With this week's announcement that the US firm Jacobs Engineering Group (NYSE: JEC) will pay $1.3 billion to buy out Brisbane-based Sinclair Knight Merz (SKM), a privately held engineering and consulting business, the feeling in the air is that more mergers and industry consolidation will take place.
The deal will allow SKM, which already has 40 offices across Asia Pacific, the Americas, Europe, the Middle East and Africa, to complement its geographic presence, and merge its 6,500 staff with the 65,000-strong employees of the California firm. The merger proposal must be ratified by shareholders voting later at the end of the year in special meetings, but SKM's board of directors have unanimously recommended it.
The $1.3 billion offer puts the enterprise value of SKM at about $1.2 billion. In 2012, the company's total revenue was about $1.3 billion, and earnings before interest, tax, depreciation and amortisation was approximately $180 million. Based on gross earnings, that would give the deal a price-to-earnings ratio of 7.22.
What can we expect from the mining and mining services industries in light of this deal? This merger activity may be indicating that cashed-up companies consider the bottom of the market to be past us, and it is time to pick up good companies at good or great prices.

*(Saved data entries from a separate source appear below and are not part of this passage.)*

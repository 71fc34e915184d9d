use std::sync::Arc;

use common::config::WithdrawalConfig;
use common::constants::related_types;
use common::enums::{WalletChangeType, WithdrawalMethod, WithdrawalStatus};
use common::utils::order_no_util;
use common::{AppError, AppResult};
use orm::entities::AppWithdrawalRecord;
use rbatis::executor::RBatisTxExecutorGuard;
use rbatis::rbdc::datetime::DateTime;
use rbatis::RBatis;
use rust_decimal::{Decimal, RoundingStrategy};

use super::begin_tx;
use super::ledger_store::LedgerStore;
use super::wallet_service::{ChangeReq, WalletService};

/// 提现收款账户信息
#[derive(Debug, Clone)]
pub struct WithdrawalAccount {
    pub account_no: String,
    pub account_name: String,
    /// 银行卡提现时的开户行
    pub bank_name: Option<String>,
}

/// 提现工作流
///
/// 申请 -> 冻结 -> 后台审核 -> 打款完成 | 驳回解冻。
/// 终态记录不可再次审核，重复处理直接报非法状态
pub struct WithdrawalService {
    rb: Arc<RBatis>,
    config: WithdrawalConfig,
}

impl WithdrawalService {
    pub fn new(rb: Arc<RBatis>, config: WithdrawalConfig) -> Self {
        Self { rb, config }
    }

    /// 发起提现申请
    ///
    /// 申请金额整体冻结；手续费在审核通过后从申请金额中扣除
    pub async fn request_withdrawal(
        &self,
        user_id: i64,
        amount: Decimal,
        method: WithdrawalMethod,
        account: WithdrawalAccount,
    ) -> AppResult<AppWithdrawalRecord> {
        if amount < self.config.min_amount {
            return Err(AppError::ValidationError(format!(
                "提现金额不得低于 {}",
                self.config.min_amount
            )));
        }
        let (fee, actual_amount) = split_fee(amount, self.config.fee_rate);
        if actual_amount <= Decimal::ZERO {
            return Err(AppError::ValidationError("扣除手续费后到账金额为零".to_string()));
        }

        let mut tx = begin_tx(&self.rb).await?;

        // 锁定钱包行，后续冻结在同一把行锁下完成可用余额校验
        let wallet = LedgerStore::get_or_create_wallet(&mut tx, user_id).await?;

        let withdrawal_no = self.generate_unique_no(&mut tx).await?;
        let now = DateTime::now();
        let record = AppWithdrawalRecord {
            id: None,
            withdrawal_no: withdrawal_no.clone(),
            user_id,
            wallet_id: wallet.id.unwrap_or_default(),
            amount,
            fee,
            actual_amount,
            method: method.get_code(),
            account_no: Some(account.account_no),
            account_name: Some(account.account_name),
            bank_name: account.bank_name,
            status: WithdrawalStatus::Pending.get_code(),
            reviewer_id: None,
            reject_reason: None,
            apply_time: Some(now.clone()),
            review_time: None,
            complete_time: None,
            create_time: Some(now.clone()),
            update_time: Some(now),
        };
        AppWithdrawalRecord::insert(&mut tx, &record).await?;

        // 回读取回主键
        let record = AppWithdrawalRecord::select_by_withdrawal_no(&mut tx, &withdrawal_no)
            .await?
            .ok_or_else(|| {
                AppError::DatabaseError(format!("提现单创建后读取失败: {}", withdrawal_no))
            })?;

        // 冻结申请金额，可用不足时整个申请回滚
        WalletService::apply_change(
            &mut tx,
            ChangeReq::new(user_id, WalletChangeType::Freeze)
                .frozen(amount)
                .related(record.id.unwrap_or_default(), related_types::WITHDRAWAL)
                .description(format!("提现申请冻结 单号{}", withdrawal_no)),
        )
        .await?;

        tx.commit()
            .await
            .map_err(|e| AppError::DatabaseError(e.to_string()))?;

        log::info!(
            "提现申请已受理: user_id={} no={} 金额={} 手续费={}",
            user_id,
            withdrawal_no,
            amount,
            fee
        );
        Ok(record)
    }

    /// 审核提现申请
    ///
    /// 通过：扣减余额、释放冻结、累计提现、落一条提现流水；
    /// 驳回：仅释放冻结，余额不动，驳回原因必填。
    /// 两个分支都是终态，非待审核记录一律拒绝处理
    pub async fn process_withdrawal(
        &self,
        withdrawal_id: i64,
        approved: bool,
        reviewer_id: i64,
        reject_reason: Option<&str>,
    ) -> AppResult<AppWithdrawalRecord> {
        let mut tx = begin_tx(&self.rb).await?;

        let mut record = AppWithdrawalRecord::select_by_id_for_update(&mut tx, withdrawal_id)
            .await?
            .ok_or_else(|| AppError::NotFound(format!("提现单不存在: id={}", withdrawal_id)))?;

        let status = WithdrawalStatus::from_code(record.status)
            .ok_or_else(|| AppError::InvalidState(format!("未知提现状态: {}", record.status)))?;
        if !status.can_review() {
            return Err(AppError::InvalidState(format!(
                "提现单 {} 当前状态为 {}，不可审核",
                record.withdrawal_no,
                status.description()
            )));
        }

        let now = DateTime::now();
        if approved {
            WalletService::apply_change(
                &mut tx,
                ChangeReq::new(record.user_id, WalletChangeType::Withdrawal)
                    .balance(-record.amount)
                    .frozen(-record.amount)
                    .total_withdrawal(record.amount)
                    .related(record.id.unwrap_or_default(), related_types::WITHDRAWAL)
                    .description(format!("提现 单号{}", record.withdrawal_no))
                    .operator_id(reviewer_id),
            )
            .await?;

            record.status = WithdrawalStatus::Completed.get_code();
            record.review_time = Some(now.clone());
            record.complete_time = Some(now.clone());
        } else {
            let reason = reject_reason
                .map(str::trim)
                .filter(|r| !r.is_empty())
                .ok_or_else(|| AppError::ValidationError("驳回原因不能为空".to_string()))?;

            WalletService::apply_change(
                &mut tx,
                ChangeReq::new(record.user_id, WalletChangeType::Unfreeze)
                    .frozen(-record.amount)
                    .related(record.id.unwrap_or_default(), related_types::WITHDRAWAL)
                    .description(format!("提现驳回解冻 单号{}", record.withdrawal_no))
                    .operator_id(reviewer_id),
            )
            .await?;

            record.status = WithdrawalStatus::Rejected.get_code();
            record.reject_reason = Some(reason.to_string());
            record.review_time = Some(now.clone());
        }
        record.reviewer_id = Some(reviewer_id);
        record.update_time = Some(now);

        let where_map = rbs::value! { "id": withdrawal_id };
        AppWithdrawalRecord::update_by_map(&mut tx, &record, where_map).await?;

        tx.commit()
            .await
            .map_err(|e| AppError::DatabaseError(e.to_string()))?;

        log::info!(
            "提现单 {} 审核完成: {}",
            record.withdrawal_no,
            if approved { "通过" } else { "驳回" }
        );
        Ok(record)
    }

    /// 生成唯一提现单号，碰撞时有限次重试
    async fn generate_unique_no(&self, tx: &mut RBatisTxExecutorGuard) -> AppResult<String> {
        for _ in 0..self.config.max_no_attempts {
            let no = order_no_util::generate_withdrawal_no();
            if AppWithdrawalRecord::select_by_withdrawal_no(tx, &no)
                .await?
                .is_none()
            {
                return Ok(no);
            }
        }
        Err(AppError::InternalServerError(
            "提现单号生成失败，重试次数耗尽".to_string(),
        ))
    }
}

/// 拆分手续费与到账金额
///
/// 手续费四舍五入到分
fn split_fee(amount: Decimal, fee_rate: Decimal) -> (Decimal, Decimal) {
    let fee = (amount * fee_rate).round_dp_with_strategy(2, RoundingStrategy::MidpointAwayFromZero);
    (fee, amount - fee)
}

#[cfg(test)]
mod tests {
    use super::*;

    #[test]
    fn test_split_fee() {
        let (fee, actual) = split_fee(Decimal::from(1000), Decimal::new(6, 3));
        assert_eq!(fee, Decimal::from(6));
        assert_eq!(actual, Decimal::from(994));
    }

    #[test]
    fn test_split_fee_rounding() {
        // 123.45 * 0.006 = 0.7407 -> 0.74
        let (fee, actual) = split_fee(Decimal::new(12345, 2), Decimal::new(6, 3));
        assert_eq!(fee, Decimal::new(74, 2));
        assert_eq!(actual, Decimal::new(12271, 2));
    }

    #[test]
    fn test_split_fee_zero_rate() {
        let (fee, actual) = split_fee(Decimal::from(200), Decimal::ZERO);
        assert_eq!(fee, Decimal::ZERO);
        assert_eq!(actual, Decimal::from(200));
    }
}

One company that offers an interesting counter to this is UGL (ASX: UGL), which is currently planning to demerge and create two ASX-listed companies, as we reported in August ("UGL has a better future with a split-up"). The DTZ property business segment will be spun off, leaving the engineering and operations and maintenance segments, which currently make up 55.5% of the $3.8 billion total revenue in 2013.
The demerger is expected to occur in 2015, yet the opportunity to buy them still together may be just as attractive.
Foolish takeaway
This is yet another sign of the Australian economy beginning to turn up. Rivals in good times and in bad are always sizing up competitors to see which would be good acquisitions or merger partners. They start to get active when the general business climate improves after a downturn, and many times wait until they see other companies start to make takeovers.
You can do the same, too, as you run the ruler over your potential stock picks. Estimate the attractiveness of a company for a takeover, and pick the ones that you think will sell at a premium.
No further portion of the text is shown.